As for the waitress who officiated, she was nothing like what Rebecca had feared. Demeter, her name was, and she was at least partly Greek, with one of those strong, noble Greek faces. She wore a simple black dress and carried herself as if she were supporting an entablature. Granted, Rebecca still wished they’d rehearsed. The “Wedding March,” for instance—played on the piano by Emmy and relayed to the backyard via Min Foo’s baby monitor—continued all the way through to the end while the couple stood sweating in the hot sun waiting for her to finish; and then Demeter asked, “Who gives this woman . . . ?” which no one had thought to prepare for. Rebecca was just opening her mouth to say that she did, in order to move things along, when Tina finally said, “Oh! Me.” But she was repositioning her corsage at the time, so that it seemed she was merely sort of tossing off the bride.

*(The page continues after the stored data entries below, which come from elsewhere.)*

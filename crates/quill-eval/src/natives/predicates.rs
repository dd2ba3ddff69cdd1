use quill_core::{check_arity, Env, QuillError, Value};

use super::{numeric_arg, register_fn};
use crate::eval::fetch;

pub fn register(env: &mut Env) {
    register_fn(env, "EQ", eq);
    register_fn(env, "POS", pos);
    register_fn(env, "NEG", neg);
    register_fn(env, "ATOM", atom);
}

fn truth_of(test: bool) -> Value {
    if test {
        Value::truth()
    } else {
        Value::nil()
    }
}

fn eq(env: &mut Env, args: &[Value]) -> Result<Value, QuillError> {
    check_arity!(args, "EQ", 2);
    let left = numeric_arg("EQ", &args[0], env)?;
    let right = numeric_arg("EQ", &args[1], env)?;
    Ok(truth_of(left == right))
}

fn pos(env: &mut Env, args: &[Value]) -> Result<Value, QuillError> {
    check_arity!(args, "POS", 1);
    Ok(truth_of(numeric_arg("POS", &args[0], env)? >= 0.0))
}

fn neg(env: &mut Env, args: &[Value]) -> Result<Value, QuillError> {
    check_arity!(args, "NEG", 1);
    Ok(truth_of(numeric_arg("NEG", &args[0], env)? < 0.0))
}

/// True for atoms, the canonical true and nil; non-empty lists and
/// callables are not atomic.
fn atom(env: &mut Env, args: &[Value]) -> Result<Value, QuillError> {
    check_arity!(args, "ATOM", 1);
    let fetched = fetch(&args[0], env)?;
    let atomic = match &fetched {
        Value::Atom(_) => true,
        Value::List(list) => list.is_empty(),
        Value::Method(_) | Value::Native(_) => false,
    };
    Ok(truth_of(atomic))
}
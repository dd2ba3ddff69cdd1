use hashbrown::HashMap;
use lasso::Spur;

use crate::value::Value;

/// Case-insensitive binding table. Keys are the interned upper-cased
/// form of the symbol (see [`crate::value::intern_upper`]).
#[derive(Default, Clone)]
pub struct Env {
    bindings: HashMap<Spur, Value>,
}

impl Env {
    pub fn new() -> Self {
        Env {
            bindings: HashMap::new(),
        }
    }

    pub fn get(&self, key: Spur) -> Option<Value> {
        self.bindings.get(&key).cloned()
    }

    pub fn set(&mut self, key: Spur, value: Value) {
        self.bindings.insert(key, value);
    }

    /// The frame a method body runs in: a snapshot of the caller's
    /// bindings plus the formal parameter. Writes in the frame never
    /// reach the caller.
    pub fn call_frame(&self, param: Spur, value: Value) -> Env {
        let mut frame = self.clone();
        frame.bindings.insert(param, value);
        frame
    }

    pub fn len(&self) -> usize {
        self.bindings.len()
    }

    pub fn is_empty(&self) -> bool {
        self.bindings.is_empty()
    }
}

Well, these things happen. What mattered was that Barry and NoNo really appeared to enjoy their own wedding. As soon as the ceremony was finished, they moved back indoors and Zeb took over the stereo and people started dancing. Rebecca watched from the sidelines, smiling. She was wearing a red silk dress with a many-tiered skirt, and she felt like a gypsy queen. Everything that Biddy’s waiters offered her, she accepted—little canapés and stuffed pastry shells and several glasses of champagne. All of it tasted delicious. And the cake, when they wheeled it out, was a work of art: six layers, each decorated with a different kind of sugar flower to reflect NoNo’s profession. Unfortunately it listed to the right somewhat, but Barry and NoNo cleverly solved that problem by listing to the right themselves, arm in arm, when they posed behind it for the photographer.

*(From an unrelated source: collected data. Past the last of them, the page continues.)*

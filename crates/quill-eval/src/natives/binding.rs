use std::rc::Rc;

use quill_core::value::{Atom, List, Method};
use quill_core::{check_arity, Env, QuillError, Value};

use super::register_fn;
use crate::eval::fetch;

pub fn register(env: &mut Env) {
    register_fn(env, "DEF", def);
    register_fn(env, "SET", set);
    register_fn(env, "SETQ", setq);
}

fn plain_atom(value: &Value) -> Option<Atom> {
    match value {
        Value::Atom(atom) if !atom.quoted => Some(*atom),
        _ => None,
    }
}

fn plain_list(value: &Value) -> Option<&List> {
    match value {
        Value::List(list) if !list.quoted => Some(list),
        _ => None,
    }
}

/// (DEF name (param) body): construct a method and bind it.
fn def(env: &mut Env, args: &[Value]) -> Result<Value, QuillError> {
    check_arity!(args, "DEF", 3);
    let name = plain_atom(&args[0])
        .ok_or_else(|| QuillError::op("DEF", "the name must be an unquoted atom"))?;
    let params = plain_list(&args[1])
        .ok_or_else(|| QuillError::op("DEF", "the parameters must be an unquoted list"))?;
    if params.items.len() != 1 {
        return Err(QuillError::op("DEF", "exactly one formal parameter is required"));
    }
    let param = plain_atom(&params.items[0])
        .filter(|atom| !atom.is_reserved() && !atom.is_number())
        .ok_or_else(|| QuillError::op("DEF", "the formal parameter must be a plain atom"))?;
    let body = plain_list(&args[2])
        .ok_or_else(|| QuillError::op("DEF", "the body must be an unquoted list"))?
        .clone();

    let method = Rc::new(Method { name, param, body });
    env.set(name.key(), Value::Method(method.clone()));
    Ok(Value::Method(method))
}

/// (SET target value): both sides fetched; the target must come out
/// as a quoted atom, so callers write (SET 'NAME …) or go through a
/// variable holding one.
fn set(env: &mut Env, args: &[Value]) -> Result<Value, QuillError> {
    check_arity!(args, "SET", 2);
    let target = fetch(&args[0], env)?;
    let atom = match &target {
        Value::Atom(atom) if atom.quoted => *atom,
        _ => {
            return Err(QuillError::op(
                "SET",
                "the target must fetch to a quoted atom",
            ))
        }
    };
    if atom.is_reserved() {
        return Err(QuillError::op("SET", "TRUE and NIL cannot be rebound"));
    }
    let value = fetch(&args[1], env)?;
    env.set(atom.key(), value.clone());
    Ok(value)
}

/// (SETQ name value): the name is taken syntactically, unfetched.
fn setq(env: &mut Env, args: &[Value]) -> Result<Value, QuillError> {
    check_arity!(args, "SETQ", 2);
    let atom = plain_atom(&args[0])
        .ok_or_else(|| QuillError::op("SETQ", "the target must be an unquoted atom"))?;
    if atom.is_reserved() {
        return Err(QuillError::op("SETQ", "TRUE and NIL cannot be rebound"));
    }
    let value = fetch(&args[1], env)?;
    env.set(atom.key(), value.clone());
    Ok(value)
}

The best thing about being stepmother of the bride was that Rebecca didn’t have to think up one of her rhymes. Troy offered the first toast—a nice little rumination about what couples learn from each other as they travel together through life. “From Biddy I have learned caretaking,” he said. “Feeding, nurturing, nourishing,” and he raised his glass to Biddy across the room, which made Rebecca a little teary because she had never before considered what Biddy had brought to Troy; it had always been the other way around. Then Barry’s brother delivered a humorous speech about Barry’s improved taste in women, and then Poppy struggled up from the couch to propose his toast, although he got confused and started reciting his poem instead. He was partway through it before Rebecca realized what was going on. (“If you weep away the days, or you try not to weep, or can’t,” he was intoning, “And pace the floor all night and sleep at dawn . . .”)

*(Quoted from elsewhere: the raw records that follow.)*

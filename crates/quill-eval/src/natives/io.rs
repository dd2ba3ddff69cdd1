use quill_core::{Env, QuillError, Value};

use super::register_fn;
use crate::printer::{render, Output};

pub fn register(env: &mut Env, out: &Output) {
    let out = out.clone();
    register_fn(env, "PRINT", move |env, args| {
        let mut line = String::new();
        for arg in args {
            line.push_str(&render(arg, env, out.color)?);
            line.push(' ');
        }
        out.write_line(&line)
            .map_err(|e| QuillError::Io(format!("PRINT: {e}")))?;
        Ok(Value::nil())
    });
}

“Poppy,” she called. “Wait.” He paused, lips still parted, and turned so blindly in her direction that it stabbed her heart. She threaded her way through the crowd and came up and hugged his nearest arm to her breast. “A toast to NoNo and Barry,” she whispered into his tufted ear. “Long life and happiness.”
“Eh?” he mumbled. “Oh.” He turned to the others. “Long life and happiness,” he echoed. Then he seemed to collect himself, and in a stronger voice he added, “May your marriage be as happy as Joyce’s and mine was!”
Everybody clapped, and Rebecca squeezed his arm tighter and kissed his cheek.
“I got a little mixed up,” he told her as she helped him sit down. “But it was just for a second, there. I don’t think anyone noticed.”
“Not a soul,” she assured him. “Can I bring you a piece of cake?”
“I believe it was hearing the vows that took me back,” he said. “Seems like only yesterday I was saying those vows.”
“I know, Poppy.”
“People imagine that missing a loved one works kind of like missing cigarettes,” he said. “The first day is really hard but the next day is less hard and so forth, easier and easier the longer you go on. But instead it’s like missing water. Every day, you notice the person’s absence more.”
“I know.”
“But I surely never meant to spoil NoNo’s wedding.”
“You didn’t spoil it! You were fine,” Rebecca said. She caught a waiter’s attention and beckoned him over. “Look,” she told Poppy, lifting a plate of cake from the tray. “Fondant icing! Your favorite.”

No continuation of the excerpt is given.